To generate metrics from scratch for a semantic layer, you can use the propose method. We cover how to do this using the CLI in the Getting Started but present it using library code here. Observe that we are only passing in natural language questions, and optionally business context, to the propose method.

import relta

rc = relta.Client()
source = rc.create_datasource(os.environ["PG_AIRPORTS_DSN"], "airports")
source.semantic_layer.propose([
    "Which airport has the longest security line?",
    "Which airports have CLEAR?",
    "Which airport should I go to if I'm flying to LA from NY, if I want to avoid cost?"
])

If you want to edit a metric, you can do it programmatically or by editing the JSON file.

Refining Metrics

If a user gives feedback on a metric, the relevant Response is added to the feedback_responses list of the SemanticLayer, which you can then call refine on to suggest updates to the Semantic Layer:

import relta

rc = relta.Client()
source = rc.get_datasource("airports")

chat = rc.create_chat(source)
resp = chat.prompt("which airport is the biggest?")
resp.feedback("negative", "please add support for airport size and passenger volume")

source.semantic_layer.refine(pr=True)

pr=True will automatically raise a PR with the changes, given your Configuration includes the optional GITHUB_* variables.

API Reference

Source code in src/relta/semantic/semantic_layer.py

class SemanticLayer:
    def __init__(
        self,
        datasource: "DataSource",  # noqa: F821 # type: ignore
        config: Configuration,
        load: bool = True,
        path: Optional[str] = None,
    ):
        from ..datasource import (
            DataSource,
        )  # this is to allow type hinting when writing code w/o a circular import (similar to other libraries)

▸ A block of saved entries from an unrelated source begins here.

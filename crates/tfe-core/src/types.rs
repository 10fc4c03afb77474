//! Common enumerations shared by runs and variables.

use std::fmt;
use std::str::FromStr;

use serde::{Deserialize, Serialize};

use crate::error::TfeError;

/// Status of a run as reported by the remote system.
///
/// Unrecognised status strings deserialize to [`RunStatus::Unknown`] so a new
/// server-side state never breaks polling.
#[derive(Debug, Clone, Copy, PartialEq, Eq, Hash, Serialize, Deserialize)]
#[serde(from = "String", into = "String")]
pub enum RunStatus {
    Pending,
    PlanQueued,
    Planning,
    Planned,
    CostEstimating,
    CostEstimated,
    PolicyChecking,
    PolicyOverride,
    PolicySoftFailed,
    PolicyChecked,
    Confirmed,
    PlannedAndFinished,
    ApplyQueued,
    Applying,
    Applied,
    Discarded,
    Errored,
    Canceled,
    ForceCanceled,
    Unknown,
}

/// How the discard loop treats a run in a given status.
#[derive(Debug, Clone, Copy, PartialEq, Eq)]
pub enum DiscardDisposition {
    /// Nothing to do; the run no longer blocks new plans.
    Settled,
    /// Blocks new plans but cannot be discarded yet.
    Transient,
    /// Blocks new plans and accepts a discard action.
    Discardable,
}

impl RunStatus {
    /// Wire representation of the status.
    pub fn as_str(&self) -> &'static str {
        match self {
            RunStatus::Pending => "pending",
            RunStatus::PlanQueued => "plan_queued",
            RunStatus::Planning => "planning",
            RunStatus::Planned => "planned",
            RunStatus::CostEstimating => "cost_estimating",
            RunStatus::CostEstimated => "cost_estimated",
            RunStatus::PolicyChecking => "policy_checking",
            RunStatus::PolicyOverride => "policy_override",
            RunStatus::PolicySoftFailed => "policy_soft_failed",
            RunStatus::PolicyChecked => "policy_checked",
            RunStatus::Confirmed => "confirmed",
            RunStatus::PlannedAndFinished => "planned_and_finished",
            RunStatus::ApplyQueued => "apply_queued",
            RunStatus::Applying => "applying",
            RunStatus::Applied => "applied",
            RunStatus::Discarded => "discarded",
            RunStatus::Errored => "errored",
            RunStatus::Canceled => "canceled",
            RunStatus::ForceCanceled => "force_canceled",
            RunStatus::Unknown => "unknown",
        }
    }

    /// Returns true if polling should stop at this status.
    ///
    /// Only `planning` and `applying` keep a wait alive; every other status,
    /// including `pending` and `planned`, ends it.
    pub fn is_terminal(&self) -> bool {
        !matches!(self, RunStatus::Planning | RunStatus::Applying)
    }

    /// Classifies the status for the pending-run discard loop.
    pub fn discard_disposition(&self) -> DiscardDisposition {
        match self {
            RunStatus::Planned => DiscardDisposition::Discardable,
            RunStatus::Pending | RunStatus::Planning => DiscardDisposition::Transient,
            _ => DiscardDisposition::Settled,
        }
    }
}

impl From<String> for RunStatus {
    fn from(value: String) -> Self {
        value.parse().unwrap_or(RunStatus::Unknown)
    }
}

impl From<RunStatus> for String {
    fn from(status: RunStatus) -> Self {
        status.as_str().to_string()
    }
}

impl FromStr for RunStatus {
    type Err = TfeError;

    fn from_str(s: &str) -> Result<Self, Self::Err> {
        let status = match s {
            "pending" => RunStatus::Pending,
            "plan_queued" => RunStatus::PlanQueued,
            "planning" => RunStatus::Planning,
            "planned" => RunStatus::Planned,
            "cost_estimating" => RunStatus::CostEstimating,
            "cost_estimated" => RunStatus::CostEstimated,
            "policy_checking" => RunStatus::PolicyChecking,
            "policy_override" => RunStatus::PolicyOverride,
            "policy_soft_failed" => RunStatus::PolicySoftFailed,
            "policy_checked" => RunStatus::PolicyChecked,
            "confirmed" => RunStatus::Confirmed,
            "planned_and_finished" => RunStatus::PlannedAndFinished,
            "apply_queued" => RunStatus::ApplyQueued,
            "applying" => RunStatus::Applying,
            "applied" => RunStatus::Applied,
            "discarded" => RunStatus::Discarded,
            "errored" => RunStatus::Errored,
            "canceled" => RunStatus::Canceled,
            "force_canceled" => RunStatus::ForceCanceled,
            other => {
                return Err(TfeError::invalid_argument(format!(
                    "unknown run status '{}'",
                    other
                )))
            }
        };
        Ok(status)
    }
}

impl fmt::Display for RunStatus {
    fn fmt(&self, f: &mut fmt::Formatter<'_>) -> fmt::Result {
        f.write_str(self.as_str())
    }
}

/// Which phase a run request is waiting on.
#[derive(Debug, Clone, Copy, PartialEq, Eq, Hash, Serialize, Deserialize, Default)]
#[serde(rename_all = "snake_case")]
pub enum RunKind {
    /// Plan only.
    #[default]
    Plan,
    /// Plan followed by apply.
    Apply,
}

impl RunKind {
    /// Path segment of the run action (`/runs/{id}/plan`, `/runs/{id}/apply`).
    pub fn as_str(&self) -> &'static str {
        match self {
            RunKind::Plan => "plan",
            RunKind::Apply => "apply",
        }
    }

    /// Verb used in progress messages.
    pub fn progress_label(&self) -> &'static str {
        match self {
            RunKind::Plan => "planning",
            RunKind::Apply => "applying",
        }
    }
}

impl FromStr for RunKind {
    type Err = TfeError;

    fn from_str(s: &str) -> Result<Self, Self::Err> {
        match s.to_ascii_lowercase().as_str() {
            "plan" => Ok(RunKind::Plan),
            "apply" => Ok(RunKind::Apply),
            other => Err(TfeError::invalid_argument(format!(
                "request type must be 'plan' or 'apply', got '{}'",
                other
            ))),
        }
    }
}

impl fmt::Display for RunKind {
    fn fmt(&self, f: &mut fmt::Formatter<'_>) -> fmt::Result {
        f.write_str(self.as_str())
    }
}

/// Classification of a run's terminal status.
#[derive(Debug, Clone, Copy, PartialEq, Eq, Serialize, Deserialize)]
#[serde(rename_all = "snake_case")]
pub enum RunOutcome {
    Errored,
    PlannedNoChanges,
    PlannedWithChanges,
    Applied,
    Unknown,
}

impl RunOutcome {
    /// Classifies a terminal status. `has_changes` only matters for `planned`.
    pub fn classify(status: RunStatus, has_changes: bool) -> Self {
        match status {
            RunStatus::Errored => RunOutcome::Errored,
            RunStatus::Planned if has_changes => RunOutcome::PlannedWithChanges,
            RunStatus::Planned => RunOutcome::PlannedNoChanges,
            RunStatus::Applied => RunOutcome::Applied,
            _ => RunOutcome::Unknown,
        }
    }

    /// Human-readable status line.
    pub fn message(&self) -> &'static str {
        match self {
            RunOutcome::Errored => "Failed",
            RunOutcome::PlannedNoChanges => "No Changes Detected",
            RunOutcome::PlannedWithChanges => "Changes Detected",
            RunOutcome::Applied => "Apply Successful",
            RunOutcome::Unknown => "Unknown",
        }
    }

    /// Returns true for outcomes a pipeline should treat as success.
    pub fn is_success(&self) -> bool {
        matches!(
            self,
            RunOutcome::PlannedNoChanges | RunOutcome::PlannedWithChanges | RunOutcome::Applied
        )
    }
}

/// Category of a workspace variable.
#[derive(Debug, Clone, Copy, PartialEq, Eq, Hash, Serialize, Deserialize, Default)]
#[serde(rename_all = "lowercase")]
pub enum VariableCategory {
    /// Exported into the run's process environment.
    Env,
    /// Passed to the configuration as an input variable.
    #[default]
    Terraform,
}

impl VariableCategory {
    pub fn as_str(&self) -> &'static str {
        match self {
            VariableCategory::Env => "env",
            VariableCategory::Terraform => "terraform",
        }
    }
}

impl FromStr for VariableCategory {
    type Err = TfeError;

    fn from_str(s: &str) -> Result<Self, Self::Err> {
        match s {
            "env" => Ok(VariableCategory::Env),
            "terraform" => Ok(VariableCategory::Terraform),
            other => Err(TfeError::invalid_argument(format!(
                "category should be 'env' or 'terraform', got '{}'",
                other
            ))),
        }
    }
}

impl fmt::Display for VariableCategory {
    fn fmt(&self, f: &mut fmt::Formatter<'_>) -> fmt::Result {
        f.write_str(self.as_str())
    }
}
//! HTTP transport.
//!
//! Every component talks to the remote API through the [`Transport`] trait.
//! [`HttpTransport`] is the production implementation; tests use
//! [`crate::mock::MockTransport`].

use std::fmt;

use async_trait::async_trait;
use reqwest::header::{ACCEPT, CONTENT_TYPE};
use serde::de::DeserializeOwned;
use serde_json::Value;
use tfe_core::document::Document;
use tfe_core::{Result, TfeError};
use tracing::debug;

use crate::config::ClientConfig;

/// Media type of every request and response body.
pub const JSON_API_CONTENT_TYPE: &str = "application/vnd.api+json";

/// HTTP verb of an [`ApiRequest`].
#[derive(Debug, Clone, Copy, PartialEq, Eq, Hash)]
pub enum Method {
    Get,
    Post,
    Patch,
    Delete,
}

impl fmt::Display for Method {
    fn fmt(&self, f: &mut fmt::Formatter<'_>) -> fmt::Result {
        let verb = match self {
            Method::Get => "GET",
            Method::Post => "POST",
            Method::Patch => "PATCH",
            Method::Delete => "DELETE",
        };
        f.write_str(verb)
    }
}

impl From<Method> for reqwest::Method {
    fn from(method: Method) -> Self {
        match method {
            Method::Get => reqwest::Method::GET,
            Method::Post => reqwest::Method::POST,
            Method::Patch => reqwest::Method::PATCH,
            Method::Delete => reqwest::Method::DELETE,
        }
    }
}

/// A request relative to the API base URL.
#[derive(Debug, Clone, PartialEq)]
pub struct ApiRequest {
    pub method: Method,
    pub path: String,
    pub query: Vec<(String, String)>,
    pub body: Option<Value>,
}

impl ApiRequest {
    fn new(method: Method, path: impl Into<String>) -> Self {
        Self {
            method,
            path: path.into(),
            query: Vec::new(),
            body: None,
        }
    }

    pub fn get(path: impl Into<String>) -> Self {
        Self::new(Method::Get, path)
    }

    pub fn post(path: impl Into<String>, body: Value) -> Self {
        Self::new(Method::Post, path).with_body(body)
    }

    pub fn patch(path: impl Into<String>, body: Value) -> Self {
        Self::new(Method::Patch, path).with_body(body)
    }

    pub fn delete(path: impl Into<String>) -> Self {
        Self::new(Method::Delete, path)
    }

    /// Attach query parameters.
    pub fn with_query(mut self, query: Vec<(String, String)>) -> Self {
        self.query = query;
        self
    }

    /// Attach a JSON body.
    pub fn with_body(mut self, body: Value) -> Self {
        self.body = Some(body);
        self
    }
}

/// Status code and parsed body of a response.
#[derive(Debug, Clone, PartialEq)]
pub struct ApiResponse {
    pub status: u16,
    /// `Value::Null` when the response had no body.
    pub body: Value,
}

impl ApiResponse {
    pub fn new(status: u16, body: Value) -> Self {
        Self { status, body }
    }

    /// 2xx.
    pub fn is_success(&self) -> bool {
        (200..300).contains(&self.status)
    }

    /// Best-effort description of a failed response.
    ///
    /// Prefers the first JSON:API error's `detail`, then its `title`.
    pub fn error_message(&self) -> String {
        let first_error = self
            .body
            .get("errors")
            .and_then(Value::as_array)
            .and_then(|errors| errors.first());

        if let Some(error) = first_error {
            for field in ["detail", "title"] {
                if let Some(text) = error.get(field).and_then(Value::as_str) {
                    return text.to_string();
                }
            }
        }

        match &self.body {
            Value::Null => "no response body".to_string(),
            Value::String(text) => text.clone(),
            other => other.to_string(),
        }
    }

    /// Convert a failed response into a [`TfeError::RemoteFailure`].
    pub fn into_remote_failure(self) -> TfeError {
        TfeError::RemoteFailure {
            status: self.status,
            message: self.error_message(),
        }
    }

    /// Deserialize the JSON:API `data` member.
    pub fn data<T: DeserializeOwned>(self) -> Result<T> {
        Document::data_from(self.body)
    }
}

/// Authenticated access to the remote API. No retries at this layer.
#[async_trait]
pub trait Transport: Send + Sync {
    /// Issue a request and return whatever status the server answered with.
    ///
    /// Only failures to reach the server or to read the response are `Err`;
    /// non-2xx statuses are returned as an [`ApiResponse`].
    async fn send(&self, request: ApiRequest) -> Result<ApiResponse>;

    async fn get(&self, path: &str) -> Result<ApiResponse> {
        self.send(ApiRequest::get(path)).await
    }

    async fn post(&self, path: &str, body: Value) -> Result<ApiResponse> {
        self.send(ApiRequest::post(path, body)).await
    }

    async fn patch(&self, path: &str, body: Value) -> Result<ApiResponse> {
        self.send(ApiRequest::patch(path, body)).await
    }

    async fn delete(&self, path: &str) -> Result<ApiResponse> {
        self.send(ApiRequest::delete(path)).await
    }
}

/// [`Transport`] over HTTPS using reqwest.
#[derive(Clone)]
pub struct HttpTransport {
    /// Base URL of the API.
    base_url: String,

    /// Bearer token.
    token: String,

    /// HTTP client.
    http_client: reqwest::Client,
}

impl HttpTransport {
    /// Create a transport for the given connection settings.
    pub fn new(config: &ClientConfig) -> Self {
        Self {
            base_url: config.base_url.trim_end_matches('/').to_string(),
            token: config.token.clone(),
            http_client: reqwest::Client::new(),
        }
    }

    fn url(&self, path: &str) -> String {
        format!("{}/{}", self.base_url, path.trim_start_matches('/'))
    }

    /// Turn an [`ApiRequest`] into an authenticated reqwest request.
    fn build(&self, request: &ApiRequest) -> reqwest::Result<reqwest::Request> {
        let mut builder = self
            .http_client
            .request(request.method.into(), self.url(&request.path))
            .bearer_auth(&self.token)
            .header(CONTENT_TYPE, JSON_API_CONTENT_TYPE)
            .header(ACCEPT, JSON_API_CONTENT_TYPE);

        if !request.query.is_empty() {
            builder = builder.query(&request.query);
        }
        if let Some(body) = &request.body {
            builder = builder.body(body.to_string());
        }

        builder.build()
    }
}

#[async_trait]
impl Transport for HttpTransport {
    async fn send(&self, request: ApiRequest) -> Result<ApiResponse> {
        let http_request = self
            .build(&request)
            .map_err(|e| TfeError::ConnectionError(e.to_string()))?;
        let url = http_request.url().to_string();
        debug!(method = %request.method, url = %url, "sending request");

        let response = self
            .http_client
            .execute(http_request)
            .await
            .map_err(|e| TfeError::ConnectionError(e.to_string()))?;

        let status = response.status().as_u16();
        let text = response
            .text()
            .await
            .map_err(|e| TfeError::ConnectionError(e.to_string()))?;

        debug!(method = %request.method, url = %url, status, "received response");

        Ok(ApiResponse::new(status, parse_body(status, text)?))
    }
}

/// Empty bodies become `Null`. A non-JSON body is kept as a string on
/// failure responses (proxies return HTML) and rejected on success ones.
fn parse_body(status: u16, text: String) -> Result<Value> {
    if text.trim().is_empty() {
        return Ok(Value::Null);
    }
    match serde_json::from_str(&text) {
        Ok(value) => Ok(value),
        Err(_) if !(200..300).contains(&status) => Ok(Value::String(text)),
        Err(e) => Err(e.into()),
    }
}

        self._config = config
        self.datasource: DataSource = datasource
        self.path = (
            self._config.relta_semantic_layer_dir_path / self.datasource.name
            if path is None
            else Path(path)
        )
        self.update_reasoning: str = (
            ""  # semantic agent will write reasoning about the update here
        )
        self.feedback_responses = []
        self.metrics: list[Metric] = []
        self.examples: list[Example] = []
        # self.proposed_changes: list[Metric] = []
        makedirs(self.path, exist_ok=True)
        if load:
            self.load()

    def load(
        self,
        path: Optional[Union[str, Path]] = None,
        json: bool = True,
        metrics_to_load: Optional[list[str]] = None,
    ):
        """Load semantic layer.

        Changes to the metrics are not persisted on disk. Use `.dump()` to persist them.

        Args:
            path (Optional[Union[str, Path]], optional): Path to load the semantic layer. If None, uses `self.path`, which is populated on creation.
            json (bool, optional): Whether to additionally load the semantic layer from deprecated JSON files.
                If a metric exists in both JSON and YAML files by `metric.name`, the JSON metric is ignored. Defaults to True.
            metrics_to_load (Optional[list[str]], optional): List of metric names to load. If None, loads all metrics. Defaults to None.
        """
        logfire.info("loading semantic layer from {path}", path=str(path))
        p = Path(path) if path is not None else self.path
        metrics = []
        yaml_metric_names = set()
        examples = []

        for fpath in p.glob("*.yaml"):
            with open(fpath, "r") as f:
                data = yaml.safe_load(f)
                if fpath.name == "examples.yaml":
                    example_coll = ExampleCollection.model_validate(data)
                    examples.extend(example_coll.examples)
                else:
                    metric = Metric.model_validate(data)
                    if metrics_to_load is None or metric.name in metrics_to_load:
                        metrics.append(metric)
                        yaml_metric_names.add(metric.name)

        if json:
            for fpath in p.glob("*.json"):
                with open(fpath, "r") as f:
                    if fpath.name == "examples.json":
                        example_coll = ExampleCollection.model_validate_json(f.read())
                        examples.extend(example_coll.examples)
                    else:
                        metric = Metric.model_validate_json(f.read())
                        if (
                            metrics_to_load is None or metric.name in metrics_to_load
                        ) and metric.name not in yaml_metric_names:
                            metrics.append(metric)
        self.metrics = metrics
        self.examples = examples

    def dump(
        self,
        clear=True,
        path: Optional[Union[str, Path]] = None,
        # apply_proposals: bool = True,
    ):
        """Dumps the semantic layer, accepting any updates made to the semantic layer.

        Args:
            clear (bool): Delete all JSON/YAML files in the path for this layer. Defaults to True. See `path` attribute for details on the path.
            path (Optional[Union[str, Path]], optional): Path to dump the semantic layer. If None, uses `self.path`, which is populated on creation.
        """

        logfire.info("dumping semantic layer to file")
        p = path if path is not None else self.path

        if clear:
            for yaml_file in p.glob("*.yaml"):
                yaml_file.unlink()
            for json_file in p.glob("*.json"):
                json_file.unlink()

        for metric in self.metrics:
            with open(p / f"{metric.name}.yaml", "w+") as f:
                yaml.dump(metric.model_dump(), f, sort_keys=False)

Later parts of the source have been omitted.